Depois de um recorde no ano passado, o trabalho extraordinário no Serviço Nacional de Saúde (SNS) nos primeiros seis meses do ano, marcados pela resposta à pandemia, superou o balanço dos primeiros seis meses de 2020, sobretudo devido ao aumento da necessidade de recurso de trabalho extra nos primeiros meses do ano. No início do ano passado ainda não havia casos de covid-19 em Portugal e 2020 começou assim relativamente normal no que toca ao recurso a trabalho extra – pese o facto de as horas extraordinárias já estarem a aumentar antes da pandemia. O acréscimo de trabalho verificar-se-ia nos meses seguintes, marcados por maior pressão nos serviços e mais ausências no trabalho por motivo de doença (e isolamento). Este ano, a necessidade de maior recurso a trabalho suplementar para garantir as escalas dos serviços começou a verificar-se desde janeiro, a altura mais crítica da pandemia, mantendo uma maratona que já vinha do ano anterior e que pelo segundo ano consecutivo coloca os profissionais a fazer mais trabalho extraordinário do que em qualquer ano até aqui.

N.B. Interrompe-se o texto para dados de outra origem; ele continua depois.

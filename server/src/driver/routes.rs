// III-IV
// Copyright 2023 Julio Merino
//
// Licensed under the Apache License, Version 2.0 (the "License"); you may not
// use this file except in compliance with the License.  You may obtain a copy
// of the License at:
//
//     http://www.apache.org/licenses/LICENSE-2.0
//
// Unless required by applicable law or agreed to in writing, software
// distributed under the License is distributed on an "AS IS" BASIS, WITHOUT
// WARRANTIES OR CONDITIONS OF ANY KIND, either express or implied.  See the
// License for the specific language governing permissions and limitations
// under the License.

//! Operations on routes and their subscribers.

use crate::db;
use crate::driver::Driver;
use crate::driver::policy::check_elevated;
use crate::model::*;
use rideshare_core::driver::DriverResult;

impl Driver {
    /// Gets all routes.
    pub(crate) async fn get_routes(self) -> DriverResult<Vec<Route>> {
        let routes = db::get_routes(&mut self.db.ex().await?).await?;
        Ok(routes)
    }

    /// Gets the route identified by `id`.
    pub(crate) async fn get_route(self, id: RouteId) -> DriverResult<Route> {
        let route = db::get_route(&mut self.db.ex().await?, id).await?;
        Ok(route)
    }

    /// Creates a new route described by `details`.
    pub(crate) async fn add_route(self, details: RouteDetails) -> DriverResult<Route> {
        let mut tx = self.db.begin().await?;
        let route = db::create_route(tx.ex(), details).await?;
        tx.commit().await?;
        log::info!("Created route {}", route.id());
        Ok(route)
    }

    /// Deletes the route identified by `id`.  Rides that follow the route are kept but detached
    /// from it.
    pub(crate) async fn delete_route(self, whoami: Principal, id: RouteId) -> DriverResult<()> {
        check_elevated(&whoami, "delete routes")?;

        let mut tx = self.db.begin().await?;

        db::get_route(tx.ex(), id).await?;
        let rides = db::clear_route_from_rides(tx.ex(), id).await?;
        db::delete_subscriptions_by_route(tx.ex(), id).await?;
        db::delete_route(tx.ex(), id).await?;

        tx.commit().await?;
        log::info!("Deleted route {} and detached {} rides from it", id, rides);
        Ok(())
    }

    /// Subscribes the caller to the route identified by `id`.  Subscribing twice is a no-op.
    pub(crate) async fn subscribe_route(
        self,
        whoami: Principal,
        id: RouteId,
    ) -> DriverResult<Route> {
        let mut tx = self.db.begin().await?;

        db::get_route(tx.ex(), id).await?;
        if !db::add_subscriber(tx.ex(), id, whoami.id).await? {
            log::debug!("Account {} was already subscribed to route {}", whoami.id, id);
        }
        let route = db::get_route(tx.ex(), id).await?;

        tx.commit().await?;
        Ok(route)
    }

    /// Unsubscribes the caller from the route identified by `id`.
    ///
    /// Unsubscribing from a route that the caller is not subscribed to is not an error.
    pub(crate) async fn unsubscribe_route(
        self,
        whoami: Principal,
        id: RouteId,
    ) -> DriverResult<Route> {
        let mut tx = self.db.begin().await?;

        db::get_route(tx.ex(), id).await?;
        if !db::remove_subscriber(tx.ex(), id, whoami.id).await? {
            log::warn!("Account {} is not subscribed to route {}", whoami.id, id);
        }
        let route = db::get_route(tx.ex(), id).await?;

        tx.commit().await?;
        Ok(route)
    }
}

#[cfg(test)]
mod tests {
    use super::*;
    use crate::driver::testutils::*;
    use rideshare_core::driver::DriverError;

    #[tokio::test]
    async fn test_add_and_get_routes() {
        let context = TestContext::setup().await;

        let details =
            RouteDetails::new("Sofia", "Plovdiv", RouteType::Recurring, Some(TimeInterval::Monthly))
                .unwrap();
        let route1 = context.driver().add_route(details).await.unwrap();
        assert_eq!("Sofia", route1.starting_destination());
        assert_eq!(Some(TimeInterval::Monthly), *route1.time_interval());
        assert!(route1.subscribers().is_empty());

        let route2 = context.create_route("Varna", "Burgas").await;

        assert_eq!(route1, context.driver().get_route(*route1.id()).await.unwrap());
        assert_eq!(vec![route1, route2], context.driver().get_routes().await.unwrap());
    }

    #[tokio::test]
    async fn test_get_route_not_found() {
        let context = TestContext::setup().await;

        match context.driver().get_route(RouteId::from(1)).await {
            Err(DriverError::NotFound(_)) => (),
            e => panic!("{:?}", e),
        }
    }

    #[tokio::test]
    async fn test_subscribe_is_idempotent() {
        let context = TestContext::setup().await;
        let user1 = context.create_account("user1", Role::User).await;
        let user2 = context.create_account("user2", Role::User).await;
        let route = context.create_route("A", "B").await;

        let updated = context.driver().subscribe_route(user2, *route.id()).await.unwrap();
        assert_eq!(&vec![user2.id], updated.subscribers());
        context.driver().subscribe_route(user1, *route.id()).await.unwrap();
        let updated = context.driver().subscribe_route(user1, *route.id()).await.unwrap();
        assert_eq!(&vec![user1.id, user2.id], updated.subscribers());
    }

    #[tokio::test]
    async fn test_unsubscribe() {
        let context = TestContext::setup().await;
        let user1 = context.create_account("user1", Role::User).await;
        let user2 = context.create_account("user2", Role::User).await;
        let route = context.create_route("A", "B").await;
        context.driver().subscribe_route(user1, *route.id()).await.unwrap();
        context.driver().subscribe_route(user2, *route.id()).await.unwrap();

        let updated = context.driver().unsubscribe_route(user1, *route.id()).await.unwrap();
        assert_eq!(&vec![user2.id], updated.subscribers());
        let updated = context.driver().unsubscribe_route(user1, *route.id()).await.unwrap();
        assert_eq!(&vec![user2.id], updated.subscribers());
    }

    #[tokio::test]
    async fn test_subscriptions_route_not_found() {
        let context = TestContext::setup().await;
        let user = context.create_account("user", Role::User).await;

        match context.driver().subscribe_route(user, RouteId::from(4)).await {
            Err(DriverError::NotFound(_)) => (),
            e => panic!("{:?}", e),
        }
        match context.driver().unsubscribe_route(user, RouteId::from(4)).await {
            Err(DriverError::NotFound(_)) => (),
            e => panic!("{:?}", e),
        }
    }

    #[tokio::test]
    async fn test_delete_route_detaches_rides() {
        let context = TestContext::setup().await;
        let moderator = context.create_account("moderator", Role::Moderator).await;
        let user = context.create_account("user", Role::User).await;
        let route = context.create_route("A", "B").await;
        context.driver().subscribe_route(user, *route.id()).await.unwrap();

        let details = RideDetails {
            driver: None,
            start: Coordinates::new(1.0, 1.0).unwrap(),
            end: Coordinates::new(2.0, 2.0).unwrap(),
            route: Some(*route.id()),
        };
        let ride = context.driver().add_ride(user, details).await.unwrap();

        context.driver().delete_route(moderator, *route.id()).await.unwrap();

        assert!(context.get_route(*route.id()).await.is_none());
        let ride = context.get_ride(*ride.id()).await.unwrap();
        assert_eq!(None, *ride.route());
    }

    #[tokio::test]
    async fn test_delete_route_denied_and_not_found() {
        let context = TestContext::setup().await;
        let admin = context.create_account("admin", Role::Admin).await;
        let user = context.create_account("user", Role::User).await;
        let route = context.create_route("A", "B").await;

        match context.driver().delete_route(user, *route.id()).await {
            Err(DriverError::Unauthorized(_)) => (),
            e => panic!("{:?}", e),
        }
        assert!(context.get_route(*route.id()).await.is_some());

        match context.driver().delete_route(admin, RouteId::from(100)).await {
            Err(DriverError::NotFound(_)) => (),
            e => panic!("{:?}", e),
        }
    }
}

De acordo com os dados disponibilizados no Portal da Transparência do Ministério da Saúde, que o i analisou, até junho foram feitas quase 11,5 milhões de horas de trabalho extraordinário no SNS, mais 41% do que no primeiro semestre de 2021. O maior aumento da carga de trabalho para os profissionais, que por lei têm de fazer até 200 horas de trabalho suplementar por ano no caso dos médicos e 150 horas no caso dos enfermeiros, verificou-se nos primeiros três meses do ano, em que foram feitas mais do dobro das horas extra do que seria um primeiro semestre “normal”, usando por comparação 2019 e 2020. Ainda assim, no segundo semestre continuou a verificar-se um aumento de trabalho extraordinário face ao que eram os valores pré-pandémicos e, mantendo-se este ritmo, 2021 poderá superar o volume de trabalho suplementar de 2020.
No ano passado, foram feitas um total de 17,3 milhões de horas extraordinárias no SNS (em 2019 tinham sido 14,5 milhões) e este ano os primeiros seis meses já têm um saldo de quase tantas horas de trabalho suplementar como os primeiros dez meses de 2020, com o período de outono/inverno a ser ainda em grande medida uma incógnita em termos de pressão sobre cuidados hospitalares e cuidados primários, a par da recuperação de atividade. Depois dos primeiros meses de 2021 mais condicionados pela covid-19, foram feitas mais cirurgias no primeiro semestre desde ano do que nos primeiros seis meses do ano passado, em que a atividade programada do SNS não urgente esteve praticamente suspensa – e superou-se a nível nacional ligeiramente o balanço de 2019, que tinha sido o ano com maior atividade cirúrgica no SNS. Ao todo, nos primeiros seis meses do ano, contabilizam-se 302 900 operações programadas, mais 91 mil do que nos primeiros seis meses do ano passado e mais 2 mil do que no primeiro semestre de 2019.
Neste momento ainda não há dados disponíveis sobre a distribuição de horas extraordinárias por grupo profissional, mais frequentes na urgência, blocos cirúrgicos e também cuidados primários, mas habitualmente os médicos são quem faz mais horas extra. Ao i Jorge Roque da Cunha, do Sindicato Independente dos Médicos, considera expectável o aumento e diz que demonstra que o reforço de profissionais no SNS é insuficiente, contestando que haja um aumento efetivo da força de trabalho no Serviço Nacional de Saúde. Segundo os dados disponibilizados pelo Ministério da Saúde, em maio o SNS contava 147 646 trabalhadores, mais 7910 do que no mesmo mês do ano passado, mas em abril e maio contabilizaram-se mais saídas do que entradas. Roque da Cunha alerta para as saídas de profissionais e para o risco de parte das vagas dos concursos para recrutamento de recém-especialistas lançados a 1 de julho ficarem por preencher, considerando que “medidas soviéticas” como as que durante a pandemia impediram a rescisão de vínculos de profissionais levam a que haja menos profissionais interessados em permanecer no Serviço Nacional de Saúde, bem como não haver concursos para progressão da carreira, formação ou a transição de USF do modelo A para modelo B, que garantem maiores benefícios aos profissionais.
Em termos de recursos humanos, outra das dificuldades sentidas nos hospitais prende-se com a contratação de enfermeiros, com vários recrutamentos a decorrer na área da grande Lisboa e maior concorrência com o setor privado.